The iconographic theme is that of the ideal organization of humanistic culture, divided into theology, philosophy, poetry, and jurisprudence, each corresponding to a wall and the female personification depicted in the ceiling medallion. Additionally, it can be read as an exaltation of the Neoplatonic categories of the True, the Good, and the Beautiful. The Rational and Natural Truth is represented by the School of Athens; the Theological Truth (the Supreme Truth, God) by the Disputation of the Holy Sacrament; the Beautiful by the Parnassus; the Good by the Virtues and the Law depicted in the ceiling and the wall of the Virtues, both as canon law (Gregory IX Approves the Decretals) and civil law (Tribonian Presents the Pandects to Justinian).

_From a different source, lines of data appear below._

use log::info;
use serde::{Deserialize, Serialize};

use super::core::BuildkiteClient;
use super::graphql::graphql_operation;
use super::types::{null_as_default, string_enum, IdInput, MutationInput, Node};
use crate::error::{BuildkiteError, Result, ResultExt};

string_enum!(
    /// Role of a user within a team.
    TeamMemberRole {
        Member => "MEMBER",
        Maintainer => "MAINTAINER",
    }
);

impl Default for TeamMemberRole {
    fn default() -> Self {
        Self::Member
    }
}

/// Membership of a user in a team. New memberships always start as
/// [`TeamMemberRole::Member`].
#[derive(Debug, Clone, Default, PartialEq, Serialize, Deserialize)]
#[serde(rename_all = "camelCase")]
pub struct TeamMember {
    #[serde(default)]
    pub id: String,
    #[serde(default)]
    pub uuid: String,
    #[serde(default)]
    pub role: TeamMemberRole,
    #[serde(default, deserialize_with = "null_as_default")]
    pub team: Node,
    #[serde(default, deserialize_with = "null_as_default")]
    pub user: Node,
    #[serde(default, deserialize_with = "null_as_default")]
    pub created_at: String,
}

#[derive(Deserialize)]
#[serde(rename_all = "camelCase")]
pub(crate) struct GetTeamMemberData {
    team_member: Option<TeamMember>,
}

graphql_operation!(
    GetTeamMember,
    r#"
query GetTeamMember($id: ID!) {
  teamMember: node(id: $id) {
    ... on TeamMember {
      id
      uuid
      role
      createdAt
      team {
        id
      }
      user {
        id
      }
    }
  }
}"#,
    IdInput => GetTeamMemberData
);

#[derive(Serialize)]
pub(crate) struct TeamMemberCreateInput {
    #[serde(rename = "teamID")]
    team_id: String,
    #[serde(rename = "userID")]
    user_id: String,
}

#[derive(Deserialize)]
pub(crate) struct TeamMemberEdge {
    node: TeamMember,
}

#[derive(Deserialize)]
#[serde(rename_all = "camelCase")]
pub(crate) struct TeamMemberCreatePayload {
    team_member_edge: TeamMemberEdge,
}

#[derive(Deserialize)]
#[serde(rename_all = "camelCase")]
pub(crate) struct TeamMemberCreateData {
    team_member_create: Option<TeamMemberCreatePayload>,
}

graphql_operation!(
    TeamMemberCreate,
    r#"
mutation TeamMemberCreate($input: TeamMemberCreateInput!) {
  teamMemberCreate(input: $input) {
    teamMemberEdge {
      node {
        id
        uuid
        role
        createdAt
        team {
          id
        }
        user {
          id
        }
      }
    }
  }
}"#,
    MutationInput<TeamMemberCreateInput> => TeamMemberCreateData
);

#[derive(Serialize)]
pub(crate) struct TeamMemberUpdateInput {
    id: String,
    role: TeamMemberRole,
}

#[derive(Deserialize)]
#[serde(rename_all = "camelCase")]
pub(crate) struct TeamMemberUpdatePayload {
    team_member: TeamMember,
}

#[derive(Deserialize)]
#[serde(rename_all = "camelCase")]
pub(crate) struct TeamMemberUpdateData {
    team_member_update: Option<TeamMemberUpdatePayload>,
}

graphql_operation!(
    TeamMemberUpdate,
    r#"
mutation TeamMemberUpdate($input: TeamMemberUpdateInput!) {
  teamMemberUpdate(input: $input) {
    teamMember {
      id
      uuid
      role
      createdAt
      team {
        id
      }
      user {
        id
      }
    }
  }
}"#,
    MutationInput<TeamMemberUpdateInput> => TeamMemberUpdateData
);

#[derive(Deserialize)]
pub(crate) struct TeamMemberDeletePayload {
    #[serde(rename = "deletedTeamMemberID")]
    #[allow(dead_code)]
    deleted_team_member_id: String,
}

#[derive(Deserialize)]
#[serde(rename_all = "camelCase")]
pub(crate) struct TeamMemberDeleteData {
    team_member_delete: Option<TeamMemberDeletePayload>,
}

graphql_operation!(
    TeamMemberDelete,
    r#"
mutation TeamMemberDelete($input: TeamMemberDeleteInput!) {
  teamMemberDelete(input: $input) {
    deletedTeamMemberID
  }
}"#,
    MutationInput<IdInput> => TeamMemberDeleteData
);

impl BuildkiteClient {
    /// Fetches a team membership by node ID.
    pub async fn get_team_member(&self, id: &str) -> Result<TeamMember> {
        let data = self
            .graphql::<GetTeamMember>(IdInput::new(id))
            .await
            .with_context(|| format!("failed to get team member {id}"))?;

        // A node of another type comes back as an empty object.
        data.team_member
            .filter(|member| !member.id.is_empty())
            .ok_or_else(|| BuildkiteError::NotFound(format!("team member {id}")))
    }

    /// Adds `desired.user` to `desired.team`, then raises the role if the
    /// desired one is above the default.
    pub async fn create_team_member(&self, desired: &TeamMember) -> Result<TeamMember> {
        let data = self
            .graphql::<TeamMemberCreate>(MutationInput::new(TeamMemberCreateInput {
                team_id: desired.team.id.clone(),
                user_id: desired.user.id.clone(),
            }))
            .await
            .with_context(|| {
                format!(
                    "failed to add user {} to team {}",
                    desired.user.id, desired.team.id
                )
            })?;

        let created = data
            .team_member_create
            .map(|payload| payload.team_member_edge.node)
            .ok_or(BuildkiteError::NoResponseData("TeamMemberCreate"))?;
        info!("Created team member {}", created.id);

        if desired.role == created.role {
            return Ok(created);
        }

        self.set_team_member_role(&created.id, desired.role)
            .await
            .with_context(|| {
                format!(
                    "team member {} was created but could not be given role {}",
                    created.id, desired.role
                )
            })
    }

    /// Changes a membership's role, addressed by its node ID.
    pub async fn update_team_member(&self, desired: &TeamMember) -> Result<TeamMember> {
        self.set_team_member_role(&desired.id, desired.role)
            .await
            .with_context(|| format!("failed to update team member {}", desired.id))
    }

    /// Removes a team membership by node ID.
    pub async fn delete_team_member(&self, id: &str) -> Result<()> {
        let data = self
            .graphql::<TeamMemberDelete>(MutationInput::new(IdInput::new(id)))
            .await
            .with_context(|| format!("failed to delete team member {id}"))?;

        data.team_member_delete
            .map(|_| ())
            .ok_or(BuildkiteError::NoResponseData("TeamMemberDelete"))
    }

    async fn set_team_member_role(&self, id: &str, role: TeamMemberRole) -> Result<TeamMember> {
        let data = self
            .graphql::<TeamMemberUpdate>(MutationInput::new(TeamMemberUpdateInput {
                id: id.to_string(),
                role,
            }))
            .await?;

        data.team_member_update
            .map(|payload| payload.team_member)
            .ok_or(BuildkiteError::NoResponseData("TeamMemberUpdate"))
    }
}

While the walls display a vast representation of illustrious figures, typified in their features, the scenes on the ceiling are more idealized, with personifications of the Revealed Truth, the Rational Truth, the Good, and the Beautiful. In the main scenes, Raphael refused to create a simple gallery of portraits, as done, for example, by Perugino in the Collegio del Cambio or Pinturicchio in the Borgia Apartment, but sought to involve the characters in action, characterizing them with movements and expressions. This is particularly evident from the first fresco, the Disputation of the Holy Sacrament. Typical Renaissance themes, such as the harmony between ancient and modern wisdom, pagan and Christian, poetry as a source of revelation and knowledge, and justice as the culmination of ethical virtues, are thus represented through actions in a completely natural and direct manner. Instead of the hermetic representations of his predecessors, Raphael created scenes that were meant to appear concrete and eloquent, familiar thanks to his extraordinary mastery of the pictorial medium.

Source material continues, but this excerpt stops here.